In some relationship cases, the initial investigations of autosomal short tandem repeats (STRs) lead to an ambiguous conclusion and supplementary investigations become necessary.
Six unusual paternity cases were previously investigated by other researchers and published as case work examples in forensic journals. Here, the cases were reinvestigated by typing the samples for 49 autosomal single-nucleotide polymorphisms (SNPs) using the SNPforID multiplex assay.
Three cases were solved by the SNP investigation without the need for any additional testing. In two cases, the SNP results supported the conclusions based on STRs. In the last case, the SNP results spoke in favor of paternity, and the combined paternity index based on autosomal STRs and SNPs was 12.3 billion. Nevertheless, the alleged father was excluded by X-chromosome typing.

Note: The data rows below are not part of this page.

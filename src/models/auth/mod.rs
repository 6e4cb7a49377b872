pub mod responses;

use serde::Deserialize;
use ts_rs::TS;

pub use responses::{LoginResponse, RefreshTokenResponse, TokenVerificationResponse};

/// 员工登录，`username` 也可以填邮箱
#[derive(Debug, Deserialize, TS)]
#[ts(export, export_to = "../frontend/src/types/generated/auth.ts")]
pub struct LoginRequest {
    #[serde(alias = "email")]
    pub username: String,
    pub password: String,
    /// 延长刷新令牌有效期
    #[serde(default)]
    pub remember_me: bool,
}

impl LoginRequest {
    pub fn identifier(&self) -> &str {
        self.username.trim()
    }
}

#[cfg(test)]
mod tests {
    use super::*;

    #[test]
    fn test_login_accepts_email_field() {
        let req: LoginRequest =
            serde_json::from_str(r#"{"email":" head@school.test ","password":"x"}"#).unwrap();
        assert_eq!(req.identifier(), "head@school.test");
        assert!(!req.remember_me);
    }
}
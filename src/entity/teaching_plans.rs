//! 教学计划实体

use sea_orm::entity::prelude::*;

#[derive(Clone, Debug, PartialEq, DeriveEntityModel)]
#[sea_orm(table_name = "teaching_plans")]
pub struct Model {
    #[sea_orm(primary_key)]
    pub id: i64,
    pub teacher_id: i64,
    pub class_level: String,
    pub title: String,
    /// YYYY-MM-DD
    pub week_start: String,
    #[sea_orm(column_type = "Text")]
    pub objectives: String,
    /// JSON 字符串数组
    #[sea_orm(column_type = "Text")]
    pub activities: String,
    pub status: String,
    pub created_at: i64,
    pub updated_at: i64,
}

#[derive(Copy, Clone, Debug, EnumIter, DeriveRelation)]
pub enum Relation {
    #[sea_orm(
        belongs_to = "super::teachers::Entity",
        from = "Column::TeacherId",
        to = "super::teachers::Column::Id",
        on_delete = "Cascade"
    )]
    Teacher,
}

impl Related<super::teachers::Entity> for Entity {
    fn to() -> RelationDef {
        Relation::Teacher.def()
    }
}

impl ActiveModelBehavior for ActiveModel {}

impl Model {
    pub fn into_plan(self) -> crate::models::plans::entities::TeachingPlan {
        use crate::models::common::ClassLevel;
        use crate::models::plans::entities::{PlanStatus, TeachingPlan};

        TeachingPlan {
            id: self.id,
            teacher_id: self.teacher_id,
            class_level: self
                .class_level
                .parse::<ClassLevel>()
                .unwrap_or(ClassLevel::Nursery),
            title: self.title,
            week_start: super::parse_date(&self.week_start),
            objectives: self.objectives,
            activities: serde_json::from_str(&self.activities).unwrap_or_default(),
            status: self.status.parse::<PlanStatus>().unwrap_or(PlanStatus::Draft),
            created_at: super::timestamp_to_datetime(self.created_at),
            updated_at: super::timestamp_to_datetime(self.updated_at),
        }
    }
}
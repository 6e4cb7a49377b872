use serde::Serialize;
use ts_rs::TS;

// 活动建议响应
#[derive(Debug, Serialize, TS)]
#[ts(export, export_to = "../frontend/src/types/generated/suggestion.ts")]
pub struct ActivitySuggestionResponse {
    pub activities: Vec<String>,
    pub model: String,
}
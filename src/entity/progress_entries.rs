//! 成长记录实体

use sea_orm::entity::prelude::*;

#[derive(Clone, Debug, PartialEq, DeriveEntityModel)]
#[sea_orm(table_name = "progress_entries")]
pub struct Model {
    #[sea_orm(primary_key)]
    pub id: i64,
    pub student_id: i64,
    pub teacher_id: i64,
    pub area: String,
    pub rating: i32,
    #[sea_orm(column_type = "Text", nullable)]
    pub remarks: Option<String>,
    /// YYYY-MM-DD
    pub recorded_on: String,
    pub created_at: i64,
    pub updated_at: i64,
}

#[derive(Copy, Clone, Debug, EnumIter, DeriveRelation)]
pub enum Relation {
    #[sea_orm(
        belongs_to = "super::students::Entity",
        from = "Column::StudentId",
        to = "super::students::Column::Id",
        on_delete = "Cascade"
    )]
    Student,
    #[sea_orm(
        belongs_to = "super::teachers::Entity",
        from = "Column::TeacherId",
        to = "super::teachers::Column::Id",
        on_delete = "Cascade"
    )]
    Teacher,
}

impl Related<super::students::Entity> for Entity {
    fn to() -> RelationDef {
        Relation::Student.def()
    }
}

impl Related<super::teachers::Entity> for Entity {
    fn to() -> RelationDef {
        Relation::Teacher.def()
    }
}

impl ActiveModelBehavior for ActiveModel {}

impl Model {
    pub fn into_progress_entry(self) -> crate::models::progress::entities::ProgressEntry {
        use crate::models::progress::entities::{ProgressArea, ProgressEntry};

        ProgressEntry {
            id: self.id,
            student_id: self.student_id,
            teacher_id: self.teacher_id,
            area: self
                .area
                .parse::<ProgressArea>()
                .unwrap_or(ProgressArea::Literacy),
            rating: self.rating,
            remarks: self.remarks,
            recorded_on: super::parse_date(&self.recorded_on),
            created_at: super::timestamp_to_datetime(self.created_at),
            updated_at: super::timestamp_to_datetime(self.updated_at),
        }
    }
}
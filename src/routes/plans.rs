use actix_web::{HttpRequest, HttpResponse, Result as ActixResult, web};
use once_cell::sync::Lazy;

use crate::middlewares;
use crate::models::plans::requests::{CreatePlanRequest, PlanListParams, UpdatePlanRequest};
use crate::models::users::entities::UserRole;
use crate::services::PlanService;
use crate::utils::SafeIDI64;

static PLAN_SERVICE: Lazy<PlanService> = Lazy::new(PlanService::new_lazy);

pub async fn list_plans(
    req: HttpRequest,
    query: web::Query<PlanListParams>,
) -> ActixResult<HttpResponse> {
    PLAN_SERVICE.list_plans(query.into_inner(), &req).await
}

pub async fn create_plan(
    req: HttpRequest,
    body: web::Json<CreatePlanRequest>,
) -> ActixResult<HttpResponse> {
    PLAN_SERVICE.create_plan(body.into_inner(), &req).await
}

pub async fn get_plan(req: HttpRequest, plan_id: SafeIDI64) -> ActixResult<HttpResponse> {
    PLAN_SERVICE.get_plan(plan_id.0, &req).await
}

pub async fn update_plan(
    req: HttpRequest,
    plan_id: SafeIDI64,
    body: web::Json<UpdatePlanRequest>,
) -> ActixResult<HttpResponse> {
    PLAN_SERVICE
        .update_plan(plan_id.0, body.into_inner(), &req)
        .await
}

pub async fn delete_plan(req: HttpRequest, plan_id: SafeIDI64) -> ActixResult<HttpResponse> {
    PLAN_SERVICE.delete_plan(plan_id.0, &req).await
}

pub fn configure_plan_routes(cfg: &mut web::ServiceConfig) {
    cfg.service(
        web::scope("/api/v1/plans")
            .wrap(middlewares::RequireJWT)
            .service(
                web::scope("")
                    .wrap(middlewares::RequireRole::new_any(UserRole::staff_roles()))
                    .route("", web::get().to(list_plans))
                    .route("", web::post().to(create_plan))
                    .route("/{id}", web::get().to(get_plan))
                    .route("/{id}", web::put().to(update_plan))
                    .route("/{id}", web::delete().to(delete_plan)),
            ),
    );
}
use crate::models::users::responses::AccountResponse;
use serde::Serialize;
use ts_rs::TS;

/// 登录成功；刷新令牌只放在 HttpOnly Cookie 中
#[derive(Debug, Serialize, TS)]
#[ts(export, export_to = "../frontend/src/types/generated/auth.ts")]
pub struct LoginResponse {
    pub access_token: String,
    /// 秒
    pub expires_in: i64,
    pub user: AccountResponse,
    pub issued_at: chrono::DateTime<chrono::Utc>,
}

#[derive(Debug, Serialize, TS)]
#[ts(export, export_to = "../frontend/src/types/generated/auth.ts")]
pub struct RefreshTokenResponse {
    pub access_token: String,
    pub expires_in: i64,
}

#[derive(Debug, Serialize, TS)]
#[ts(export, export_to = "../frontend/src/types/generated/auth.ts")]
pub struct TokenVerificationResponse {
    pub is_valid: bool,
}
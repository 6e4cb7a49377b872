//! 仪表盘统计，结果缓存 `cache.default_ttl` 秒

use actix_web::{HttpRequest, HttpResponse, Result as ActixResult};
use std::sync::Arc;
use tracing::{debug, error};

use crate::cache::{DASHBOARD_STATS_KEY, ObjectCacheExt};
use crate::config::AppConfig;
use crate::models::dashboard::responses::DashboardStatsResponse;
use crate::models::{ApiResponse, ErrorCode};
use crate::storage::Storage;

pub struct DashboardService {
    storage: Option<Arc<dyn Storage>>,
}

impl DashboardService {
    pub fn new_lazy() -> Self {
        Self { storage: None }
    }

    pub(crate) fn get_storage(&self, request: &HttpRequest) -> ActixResult<Arc<dyn Storage>> {
        match &self.storage {
            Some(storage) => Ok(storage.clone()),
            None => super::storage_from_request(request),
        }
    }

    pub async fn get_stats(&self, request: &HttpRequest) -> ActixResult<HttpResponse> {
        let cache = super::cache_from_request(request);

        if let Some(cache) = &cache
            && let Some(stats) = cache
                .get_json::<DashboardStatsResponse>(DASHBOARD_STATS_KEY)
                .await
        {
            debug!("Dashboard stats served from cache");
            return Ok(HttpResponse::Ok().json(ApiResponse::success(stats, "Dashboard stats")));
        }

        let storage = self.get_storage(request)?;
        match storage.get_dashboard_stats().await {
            Ok(stats) => {
                if let Some(cache) = &cache {
                    cache
                        .insert_json(
                            DASHBOARD_STATS_KEY,
                            &stats,
                            AppConfig::get().cache.default_ttl,
                        )
                        .await;
                }
                Ok(HttpResponse::Ok().json(ApiResponse::success(stats, "Dashboard stats")))
            }
            Err(e) => {
                error!("Failed to compute dashboard stats: {}", e);
                Ok(
                    HttpResponse::InternalServerError().json(ApiResponse::error_empty(
                        ErrorCode::InternalServerError,
                        format!("Failed to compute dashboard stats: {e}"),
                    )),
                )
            }
        }
    }
}
pub mod manage;

use actix_web::{HttpRequest, HttpResponse, Result as ActixResult};
use std::sync::Arc;

use crate::models::plans::requests::{CreatePlanRequest, PlanListParams, UpdatePlanRequest};
use crate::storage::Storage;

pub struct PlanService {
    storage: Option<Arc<dyn Storage>>,
}

impl PlanService {
    pub fn new_lazy() -> Self {
        Self { storage: None }
    }

    pub(crate) fn get_storage(&self, request: &HttpRequest) -> ActixResult<Arc<dyn Storage>> {
        match &self.storage {
            Some(storage) => Ok(storage.clone()),
            None => super::storage_from_request(request),
        }
    }

    pub async fn list_plans(
        &self,
        query: PlanListParams,
        request: &HttpRequest,
    ) -> ActixResult<HttpResponse> {
        manage::list_plans(self, query, request).await
    }

    pub async fn get_plan(&self, plan_id: i64, request: &HttpRequest) -> ActixResult<HttpResponse> {
        manage::get_plan(self, plan_id, request).await
    }

    pub async fn create_plan(
        &self,
        plan: CreatePlanRequest,
        request: &HttpRequest,
    ) -> ActixResult<HttpResponse> {
        manage::create_plan(self, plan, request).await
    }

    pub async fn update_plan(
        &self,
        plan_id: i64,
        update: UpdatePlanRequest,
        request: &HttpRequest,
    ) -> ActixResult<HttpResponse> {
        manage::update_plan(self, plan_id, update, request).await
    }

    pub async fn delete_plan(&self, plan_id: i64, request: &HttpRequest) -> ActixResult<HttpResponse> {
        manage::delete_plan(self, plan_id, request).await
    }
}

The case work examples underline the importance of performing supplementary investigations, and they advocate for the implementation of several panels that may be used in the highly unusual cases. Panels with SNPs or other markers with low mutation probabilities are preferable as supplementary markers, because the risk of detecting (additional) mutations is very low.
在某些亲缘关系案例中,常染色体短串联重复序列(STR)的初步检测结果存在模棱两可,因此需要进行补充检测。
先前,有六位不寻常的亲子案例已由其他研究人员进行了调查,并作为法庭科学期刊中的案例工作示例发表。在这里,我们使用 SNPforID 多重检测试剂盒对这些样本进行了 49 个常染色体单核苷酸多态性(SNP)的分型检测,对这些案例进行了重新调查。
SNP 调查解决了其中三个案例,无需进行任何其他检测。在两个案例中,SNP 结果支持基于 STR 得出的结论。在最后一个案例中,SNP 结果支持亲子关系,基于常染色体 STR 和 SNP 的联合亲权指数为 123 亿。然而,X 染色体分型却排除了疑似父亲。
这些案例工作示例强调了进行补充检测的重要性,并主张在高度异常的案例中实施多个可能会用到的检测panel。SNP 或其他突变概率较低的标记作为补充标记更好,因为检测(额外)突变的风险非常低。